The present invention relates to a hydrogen storage system for a fuel cell vehicle. More particularly, the present invention relates to a hydrogen storage system using a metal hydride (MH), which can increase volumetric storage density of hydrogen and total hydrogen storage capacity and improve system packaging.

(b) Background Art

One of the essential requirements for commercializing fuel cell vehicles is to achieve a sufficient driving range, without refueling, corresponding to that of an internal combustion engine vehicle.

For example, in order to achieve a driving range of up to 300 miles on one fueling, a vehicle has to store hydrogen not less than about 5 kg.

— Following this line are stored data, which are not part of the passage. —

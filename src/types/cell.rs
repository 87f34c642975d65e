use std::collections::{HashMap, HashSet};

use serde::{Deserialize, Serialize};
use serde_json::Value;

use crate::error::{GridError, Result};

/// A unit of content occupying a rectangular extent of the grid.
///
/// A cell spans `row_span × col_span` positions (both at least 1) and
/// carries opaque content: one anonymous value, a keyed content map, an
/// optional style marker, and a set of string hints. Content values are
/// [`serde_json::Value`] so callers can attach anything serializable.
///
/// Spans are set at construction time. The grid's clipping logic may shrink
/// them when a placement is truncated; there is no public span mutation,
/// since an arbitrary span change would break the grid's coverage
/// invariants.
#[derive(Debug, Clone, PartialEq, Serialize, Deserialize)]
#[serde(rename_all = "camelCase")]
pub struct Cell {
    row_span: u32,
    col_span: u32,
    /// The anonymous content value, for simple cases where a cell holds
    /// just one text or number.
    #[serde(skip_serializing_if = "Option::is_none")]
    value: Option<Value>,
    /// Keyed content values.
    #[serde(skip_serializing_if = "HashMap::is_empty", default)]
    content: HashMap<String, Value>,
    /// Opaque style marker interpreted by renderers.
    #[serde(skip_serializing_if = "Option::is_none")]
    style: Option<String>,
    /// Free-form rendering hints.
    #[serde(skip_serializing_if = "HashSet::is_empty", default)]
    hints: HashSet<String>,
}

impl Default for Cell {
    /// A plain 1×1 cell with no content.
    fn default() -> Self {
        Self {
            row_span: 1,
            col_span: 1,
            value: None,
            content: HashMap::new(),
            style: None,
            hints: HashSet::new(),
        }
    }
}

impl Cell {
    /// Create a cell spanning the given number of rows and columns.
    ///
    /// # Errors
    ///
    /// Returns [`GridError::InvalidArgument`] if either span is 0.
    pub fn new(row_span: u32, col_span: u32) -> Result<Self> {
        if row_span < 1 {
            return Err(GridError::InvalidArgument(
                "row_span must be larger than 0".into(),
            ));
        }
        if col_span < 1 {
            return Err(GridError::InvalidArgument(
                "col_span must be larger than 0".into(),
            ));
        }
        Ok(Self {
            row_span,
            col_span,
            ..Self::default()
        })
    }

    /// Number of rows this cell spans.
    #[inline]
    pub fn row_span(&self) -> u32 {
        self.row_span
    }

    /// Number of columns this cell spans.
    #[inline]
    pub fn col_span(&self) -> u32 {
        self.col_span
    }

    /// Shrink the row span during clipping. Grid-internal.
    pub(crate) fn set_row_span(&mut self, row_span: u32) {
        debug_assert!(row_span >= 1);
        self.row_span = row_span;
    }

    /// Shrink the column span during clipping. Grid-internal.
    pub(crate) fn set_col_span(&mut self, col_span: u32) {
        debug_assert!(col_span >= 1);
        self.col_span = col_span;
    }

    /// Set the anonymous content value.
    ///
    /// # Errors
    ///
    /// Returns [`GridError::InvalidArgument`] if `value` is JSON null.
    pub fn set_value(&mut self, value: Value) -> Result<()> {
        if value.is_null() {
            return Err(GridError::InvalidArgument("value may not be null".into()));
        }
        self.value = Some(value);
        Ok(())
    }

    /// The anonymous content value, if one was set.
    pub fn value(&self) -> Option<&Value> {
        self.value.as_ref()
    }

    /// Attach a keyed content value.
    ///
    /// # Errors
    ///
    /// Returns [`GridError::InvalidArgument`] if the key is empty or the
    /// value is JSON null.
    pub fn set_content(&mut self, key: impl Into<String>, value: Value) -> Result<()> {
        let key = key.into();
        if key.is_empty() {
            return Err(GridError::InvalidArgument("key may not be empty".into()));
        }
        if value.is_null() {
            return Err(GridError::InvalidArgument("value may not be null".into()));
        }
        self.content.insert(key, value);
        Ok(())
    }

    /// The content value stored under `key`, if any.
    pub fn content(&self, key: &str) -> Option<&Value> {
        self.content.get(key)
    }

    /// Whether a content value is stored under `key`.
    pub fn has_content(&self, key: &str) -> bool {
        self.content.contains_key(key)
    }

    /// All keyed content values.
    pub fn contents(&self) -> &HashMap<String, Value> {
        &self.content
    }

    /// Set the style marker.
    pub fn set_style(&mut self, style: impl Into<String>) {
        self.style = Some(style.into());
    }

    /// The style marker, if one was set.
    pub fn style(&self) -> Option<&str> {
        self.style.as_deref()
    }

    /// Add a rendering hint.
    ///
    /// # Errors
    ///
    /// Returns [`GridError::InvalidArgument`] if the hint is empty.
    pub fn add_hint(&mut self, hint: impl Into<String>) -> Result<()> {
        let hint = hint.into();
        if hint.is_empty() {
            return Err(GridError::InvalidArgument("hint may not be empty".into()));
        }
        self.hints.insert(hint);
        Ok(())
    }

    /// Builder-style variant of [`Cell::set_value`].
    ///
    /// # Errors
    ///
    /// Same conditions as [`Cell::set_value`].
    pub fn with_value(mut self, value: Value) -> Result<Self> {
        self.set_value(value)?;
        Ok(self)
    }

    /// Builder-style variant of [`Cell::set_content`].
    ///
    /// # Errors
    ///
    /// Same conditions as [`Cell::set_content`].
    pub fn with_content(mut self, key: impl Into<String>, value: Value) -> Result<Self> {
        self.set_content(key, value)?;
        Ok(self)
    }

    /// Builder-style variant of [`Cell::set_style`].
    #[must_use]
    pub fn with_style(mut self, style: impl Into<String>) -> Self {
        self.set_style(style);
        self
    }

    /// Builder-style variant of [`Cell::add_hint`].
    ///
    /// # Errors
    ///
    /// Same conditions as [`Cell::add_hint`].
    pub fn with_hint(mut self, hint: impl Into<String>) -> Result<Self> {
        self.add_hint(hint)?;
        Ok(self)
    }

    /// Whether the given hint is present.
    pub fn has_hint(&self, hint: &str) -> bool {
        self.hints.contains(hint)
    }

    /// All rendering hints.
    pub fn hints(&self) -> &HashSet<String> {
        &self.hints
    }
}

#[cfg(test)]
#[allow(clippy::unwrap_used, clippy::expect_used, clippy::panic)]
mod tests {
    use super::*;
    use serde_json::json;

    #[test]
    fn new_rejects_zero_spans() {
        assert!(Cell::new(0, 1).is_err());
        assert!(Cell::new(1, 0).is_err());
        assert!(Cell::new(1, 1).is_ok());
    }

    #[test]
    fn default_cell_is_1x1_and_empty() {
        let cell = Cell::default();
        assert_eq!(cell.row_span(), 1);
        assert_eq!(cell.col_span(), 1);
        assert!(cell.value().is_none());
        assert!(cell.contents().is_empty());
        assert!(cell.hints().is_empty());
    }

    #[test]
    fn content_round_trip() {
        let mut cell = Cell::new(2, 3).unwrap();
        cell.set_content("amount", json!(42)).unwrap();
        cell.set_value(json!("hello")).unwrap();
        assert!(cell.has_content("amount"));
        assert_eq!(cell.content("amount"), Some(&json!(42)));
        assert_eq!(cell.value(), Some(&json!("hello")));
        assert!(!cell.has_content("missing"));
    }

    #[test]
    fn null_and_empty_rejected() {
        let mut cell = Cell::default();
        assert!(cell.set_value(Value::Null).is_err());
        assert!(cell.set_content("", json!(1)).is_err());
        assert!(cell.set_content("k", Value::Null).is_err());
        assert!(cell.add_hint("").is_err());
    }

    #[test]
    fn builder_chain() {
        let cell = Cell::new(1, 2)
            .unwrap()
            .with_value(json!("total"))
            .unwrap()
            .with_style("emphasis")
            .with_hint("right-align")
            .unwrap();
        assert_eq!(cell.value(), Some(&json!("total")));
        assert_eq!(cell.style(), Some("emphasis"));
        assert!(cell.has_hint("right-align"));
    }

    #[test]
    fn hints_and_style() {
        let mut cell = Cell::default();
        cell.add_hint("right-align").unwrap();
        cell.set_style("header");
        assert!(cell.has_hint("right-align"));
        assert!(!cell.has_hint("left-align"));
        assert_eq!(cell.style(), Some("header"));
    }
}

At present, a high-pressure (35 MPa or 70 MPa) hydrogen storage system is used in fuel cell vehicles; however, it has a limitation in increasing the amount of hydrogen storage due to a low density of gaseous hydrogen.

That is, in order to store 5 Kg of hydrogen with a 35 MPa hydrogen storage system, a storage tank having an inner volume of about 215 L is required, which is inadequate for compact packaging of fuel storage system.

Moreover, in order to store 5 Kg of hydrogen with a 70 MPa hydrogen storage system, the required volume is about 125 L, which is considered more advantageous than the 35 MPa hydrogen storage system in terms of a vehicle package; however, it is disadvantageous in terms of system weight, price, and storage efficiency.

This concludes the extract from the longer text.